Exercise objective:
Here are the records. Print them all exactly.

○ ○ ○ ○ ○

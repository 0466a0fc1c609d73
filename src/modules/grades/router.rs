use crate::modules::grades::controller::{
    create_grade, delete_grade, get_grade, get_grades, update_grade,
};
use crate::state::AppState;
use axum::{
    Router,
    routing::{get, post},
};

pub fn init_grades_router() -> Router<AppState> {
    Router::new()
        .route("/", post(create_grade).get(get_grades))
        .route(
            "/{id}",
            get(get_grade).put(update_grade).delete(delete_grade),
        )
}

○ ○ ○ ○ ○

Task result:
repository 0466a0fc1c609d73
filename src/modules/grades/router.rs
use crate::modules::grades::controller::{
    create_grade, delete_grade, get_grade, get_grades, update_grade,
};
use crate::state::AppState;
use axum::{
    Router,
    routing::{get, post},
};

pub fn init_grades_router() -> Router<AppState> {
    Router::new()
        .route("/", post(create_grade).get(get_grades))
        .route(
            "/{id}",
            get(get_grade).put(update_grade).delete(delete_grade),
        )
}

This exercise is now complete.